* What is required: Each line of the data has to be transcribed exactly.

* Stored data entries:
#[cfg(test)]
mod tests {
    use super::*;
    use crate::messaging::InMemoryBroker;
    use serde_json::json;

    fn config() -> RpcConfig {
        RpcConfig::new("memory", "work")
    }

    #[tokio::test]
    async fn test_new_declares_private_reply_queue() {
        let broker = InMemoryBroker::new();
        let tracker = CallTracker::new(Arc::new(broker.transport()), &config())
            .await
            .unwrap();

        assert!(tracker.reply_queue().starts_with("amq.gen-"));
        assert!(broker.has_queue(tracker.reply_queue()));
        assert!(broker.has_queue("work"));
        tracker.shutdown().await.unwrap();
    }

    #[tokio::test]
    async fn test_call_publishes_envelope_with_properties() {
        let broker = InMemoryBroker::new();
        let tracker = CallTracker::new(Arc::new(broker.transport()), &config())
            .await
            .unwrap();

        let server_side = broker.transport();
        let mut work = server_side.consume("work").await.unwrap();

        let caller = tracker.clone();
        let call = tokio::spawn(async move { caller.call("echo", json!({"x": 1})).await });

        let delivery = work.next().await.unwrap();
        let envelope = FunctionCall::decode(&delivery.payload).unwrap();
        assert_eq!(envelope, FunctionCall::new("echo", json!({"x": 1})));
        assert_eq!(delivery.reply_to.as_deref(), Some(tracker.reply_queue()));
        assert!(delivery.correlation_id.is_some());
        assert_eq!(tracker.pending_count(), 1);

        server_side
            .publish(
                tracker.reply_queue(),
                br#"{"x":1}"#,
                PublishProperties::reply(delivery.correlation_id.clone()),
            )
            .await
            .unwrap();
        server_side.ack(&delivery).await.unwrap();

        assert_eq!(call.await.unwrap().unwrap(), json!({"x": 1}));
        assert_eq!(tracker.pending_count(), 0);
        assert_eq!(tracker.get_stats().get_resolved(), 1);
        tracker.shutdown().await.unwrap();
    }

    #[tokio::test]
    async fn test_undecodable_reply_rejects_call() {
        let broker = InMemoryBroker::new();
        let tracker = CallTracker::new(Arc::new(broker.transport()), &config())
            .await
            .unwrap();
        let server_side = broker.transport();
        let mut work = server_side.consume("work").await.unwrap();

        let caller = tracker.clone();
        let call = tokio::spawn(async move { caller.call("broken", json!(null)).await });

        let delivery = work.next().await.unwrap();
        server_side
            .publish(
                tracker.reply_queue(),
                b"{not json",
                PublishProperties::reply(delivery.correlation_id.clone()),
            )
            .await
            .unwrap();

        let err = call.await.unwrap().unwrap_err();
        assert!(matches!(err, RpcError::Decode { .. }));
        assert_eq!(tracker.pending_count(), 0);
        assert_eq!(tracker.get_stats().get_rejected(), 1);

        let mut rejected = 0;
        for _ in 0..100 {
            rejected = broker
                .queue_stats(tracker.reply_queue())
                .map(|s| s.total_rejected)
                .unwrap_or(0);
            if rejected == 1 {
                break;
            }
            tokio::time::sleep(Duration::from_millis(5)).await;
        }
        assert_eq!(rejected, 1);
        tracker.shutdown().await.unwrap();
    }

    #[tokio::test]
    async fn test_unmatched_reply_is_rejected() {
        let broker = InMemoryBroker::new();
        let tracker = CallTracker::new(Arc::new(broker.transport()), &config())
            .await
            .unwrap();

        let other = broker.transport();
        other
            .publish(
                tracker.reply_queue(),
                b"1",
                PublishProperties::reply(Some("nobody".to_string())),
            )
            .await
            .unwrap();
        other
            .publish(tracker.reply_queue(), b"2", PublishProperties::default())
            .await
            .unwrap();

        let stats = tracker.get_stats();
        for _ in 0..100 {
            if stats.get_unmatched() == 2 {
                break;
            }
            tokio::time::sleep(Duration::from_millis(5)).await;
        }
        assert_eq!(stats.get_unmatched(), 2);
        assert_eq!(
            broker
                .queue_stats(tracker.reply_queue())
                .unwrap()
                .total_rejected,
            2
        );
        tracker.shutdown().await.unwrap();
    }

    #[tokio::test]
    async fn test_shutdown_rejects_pending_with_closed() {
        let broker = InMemoryBroker::new();
        let tracker = CallTracker::new(
            Arc::new(broker.transport()),
            &config().with_call_timeout(None),
        )
        .await
        .unwrap();

        let caller = tracker.clone();
        let call = tokio::spawn(async move { caller.call("never", json!({})).await });
        while tracker.pending_count() == 0 {
            tokio::task::yield_now().await;
        }

        tracker.shutdown().await.unwrap();
        let err = call.await.unwrap().unwrap_err();
        assert!(matches!(err, RpcError::Closed { .. }));

        let err = tracker.call("after", json!({})).await.unwrap_err();
        assert!(matches!(err, RpcError::Closed { .. }));
    }

    #[tokio::test]
    async fn test_consumer_cancellation_rejects_pending() {
        let broker = InMemoryBroker::new();
        let tracker = CallTracker::new(
            Arc::new(broker.transport()),
            &config().with_call_timeout(None),
        )
        .await
        .unwrap();

        let caller = tracker.clone();
        let call = tokio::spawn(async move { caller.call("never", json!({})).await });
        while tracker.pending_count() == 0 {
            tokio::task::yield_now().await;
        }

        broker.cancel_consumers(tracker.reply_queue());
        let err = call.await.unwrap().unwrap_err();
        assert!(matches!(err, RpcError::Closed { .. }));
        assert!(tracker.is_closed());
    }

    #[tokio::test]
    async fn test_publish_failure_removes_entry() {
        let broker = InMemoryBroker::new();
        let tracker = CallTracker::new(Arc::new(broker.transport()), &config())
            .await
            .unwrap();
        broker.delete_queue("work");

        let err = tracker.call("echo", json!(1)).await.unwrap_err();
        assert!(matches!(err, RpcError::Publish { .. }));
        assert_eq!(tracker.pending_count(), 0);
        assert_eq!(tracker.get_stats().get_rejected(), 1);
        tracker.shutdown().await.unwrap();
    }

    #[tokio::test]
    async fn test_remote_function_binds_name() {
        let broker = InMemoryBroker::new();
        let tracker = CallTracker::new(Arc::new(broker.transport()), &config())
            .await
            .unwrap();
        let echo = tracker.get_function("echo");
        assert_eq!(echo.name(), "echo");

        let server_side = broker.transport();
        let mut work = server_side.consume("work").await.unwrap();
        let call = tokio::spawn(async move { echo.call(json!("hi")).await });

        let delivery = work.next().await.unwrap();
        let envelope = FunctionCall::decode(&delivery.payload).unwrap();
        assert_eq!(envelope.name, "echo");
        server_side
            .publish(
                tracker.reply_queue(),
                br#""hi""#,
                PublishProperties::reply(delivery.correlation_id.clone()),
            )
            .await
            .unwrap();

        assert_eq!(call.await.unwrap().unwrap(), json!("hi"));
        tracker.shutdown().await.unwrap();
    }
}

* Task solution:
#[cfg(test)]
mod tests {
    use super::*;
    use crate::messaging::InMemoryBroker;
    use serde_json::json;

    fn config() -> RpcConfig {
        RpcConfig::new("memory", "work")
    }

    #[tokio::test]
    async fn test_new_declares_private_reply_queue() {
        let broker = InMemoryBroker::new();
        let tracker = CallTracker::new(Arc::new(broker.transport()), &config())
            .await
            .unwrap();

        assert!(tracker.reply_queue().starts_with("amq.gen-"));
        assert!(broker.has_queue(tracker.reply_queue()));
        assert!(broker.has_queue("work"));
        tracker.shutdown().await.unwrap();
    }

    #[tokio::test]
    async fn test_call_publishes_envelope_with_properties() {
        let broker = InMemoryBroker::new();
        let tracker = CallTracker::new(Arc::new(broker.transport()), &config())
            .await
            .unwrap();

        let server_side = broker.transport();
        let mut work = server_side.consume("work").await.unwrap();

        let caller = tracker.clone();
        let call = tokio::spawn(async move { caller.call("echo", json!({"x": 1})).await });

        let delivery = work.next().await.unwrap();
        let envelope = FunctionCall::decode(&delivery.payload).unwrap();
        assert_eq!(envelope, FunctionCall::new("echo", json!({"x": 1})));
        assert_eq!(delivery.reply_to.as_deref(), Some(tracker.reply_queue()));
        assert!(delivery.correlation_id.is_some());
        assert_eq!(tracker.pending_count(), 1);

        server_side
            .publish(
                tracker.reply_queue(),
                br#"{"x":1}"#,
                PublishProperties::reply(delivery.correlation_id.clone()),
            )
            .await
            .unwrap();
        server_side.ack(&delivery).await.unwrap();

        assert_eq!(call.await.unwrap().unwrap(), json!({"x": 1}));
        assert_eq!(tracker.pending_count(), 0);
        assert_eq!(tracker.get_stats().get_resolved(), 1);
        tracker.shutdown().await.unwrap();
    }

    #[tokio::test]
    async fn test_undecodable_reply_rejects_call() {
        let broker = InMemoryBroker::new();
        let tracker = CallTracker::new(Arc::new(broker.transport()), &config())
            .await
            .unwrap();
        let server_side = broker.transport();
        let mut work = server_side.consume("work").await.unwrap();

        let caller = tracker.clone();
        let call = tokio::spawn(async move { caller.call("broken", json!(null)).await });

        let delivery = work.next().await.unwrap();
        server_side
            .publish(
                tracker.reply_queue(),
                b"{not json",
                PublishProperties::reply(delivery.correlation_id.clone()),
            )
            .await
            .unwrap();

        let err = call.await.unwrap().unwrap_err();
        assert!(matches!(err, RpcError::Decode { .. }));
        assert_eq!(tracker.pending_count(), 0);
        assert_eq!(tracker.get_stats().get_rejected(), 1);

        let mut rejected = 0;
        for _ in 0..100 {
            rejected = broker
                .queue_stats(tracker.reply_queue())
                .map(|s| s.total_rejected)
                .unwrap_or(0);
            if rejected == 1 {
                break;
            }
            tokio::time::sleep(Duration::from_millis(5)).await;
        }
        assert_eq!(rejected, 1);
        tracker.shutdown().await.unwrap();
    }

    #[tokio::test]
    async fn test_unmatched_reply_is_rejected() {
        let broker = InMemoryBroker::new();
        let tracker = CallTracker::new(Arc::new(broker.transport()), &config())
            .await
            .unwrap();

        let other = broker.transport();
        other
            .publish(
                tracker.reply_queue(),
                b"1",
                PublishProperties::reply(Some("nobody".to_string())),
            )
            .await
            .unwrap();
        other
            .publish(tracker.reply_queue(), b"2", PublishProperties::default())
            .await
            .unwrap();

        let stats = tracker.get_stats();
        for _ in 0..100 {
            if stats.get_unmatched() == 2 {
                break;
            }
            tokio::time::sleep(Duration::from_millis(5)).await;
        }
        assert_eq!(stats.get_unmatched(), 2);
        assert_eq!(
            broker
                .queue_stats(tracker.reply_queue())
                .unwrap()
                .total_rejected,
            2
        );
        tracker.shutdown().await.unwrap();
    }

    #[tokio::test]
    async fn test_shutdown_rejects_pending_with_closed() {
        let broker = InMemoryBroker::new();
        let tracker = CallTracker::new(
            Arc::new(broker.transport()),
            &config().with_call_timeout(None),
        )
        .await
        .unwrap();

        let caller = tracker.clone();
        let call = tokio::spawn(async move { caller.call("never", json!({})).await });
        while tracker.pending_count() == 0 {
            tokio::task::yield_now().await;
        }

        tracker.shutdown().await.unwrap();
        let err = call.await.unwrap().unwrap_err();
        assert!(matches!(err, RpcError::Closed { .. }));

        let err = tracker.call("after", json!({})).await.unwrap_err();
        assert!(matches!(err, RpcError::Closed { .. }));
    }

    #[tokio::test]
    async fn test_consumer_cancellation_rejects_pending() {
        let broker = InMemoryBroker::new();
        let tracker = CallTracker::new(
            Arc::new(broker.transport()),
            &config().with_call_timeout(None),
        )
        .await
        .unwrap();

        let caller = tracker.clone();
        let call = tokio::spawn(async move { caller.call("never", json!({})).await });
        while tracker.pending_count() == 0 {
            tokio::task::yield_now().await;
        }

        broker.cancel_consumers(tracker.reply_queue());
        let err = call.await.unwrap().unwrap_err();
        assert!(matches!(err, RpcError::Closed { .. }));
        assert!(tracker.is_closed());
    }

    #[tokio::test]
    async fn test_publish_failure_removes_entry() {
        let broker = InMemoryBroker::new();
        let tracker = CallTracker::new(Arc::new(broker.transport()), &config())
            .await
            .unwrap();
        broker.delete_queue("work");

        let err = tracker.call("echo", json!(1)).await.unwrap_err();
        assert!(matches!(err, RpcError::Publish { .. }));
        assert_eq!(tracker.pending_count(), 0);
        assert_eq!(tracker.get_stats().get_rejected(), 1);
        tracker.shutdown().await.unwrap();
    }

    #[tokio::test]
    async fn test_remote_function_binds_name() {
        let broker = InMemoryBroker::new();
        let tracker = CallTracker::new(Arc::new(broker.transport()), &config())
            .await
            .unwrap();
        let echo = tracker.get_function("echo");
        assert_eq!(echo.name(), "echo");

        let server_side = broker.transport();
        let mut work = server_side.consume("work").await.unwrap();
        let call = tokio::spawn(async move { echo.call(json!("hi")).await });

        let delivery = work.next().await.unwrap();
        let envelope = FunctionCall::decode(&delivery.payload).unwrap();
        assert_eq!(envelope.name, "echo");
        server_side
            .publish(
                tracker.reply_queue(),
                br#""hi""#,
                PublishProperties::reply(delivery.correlation_id.clone()),
            )
            .await
            .unwrap();

        assert_eq!(call.await.unwrap().unwrap(), json!("hi"));
        tracker.shutdown().await.unwrap();
    }
}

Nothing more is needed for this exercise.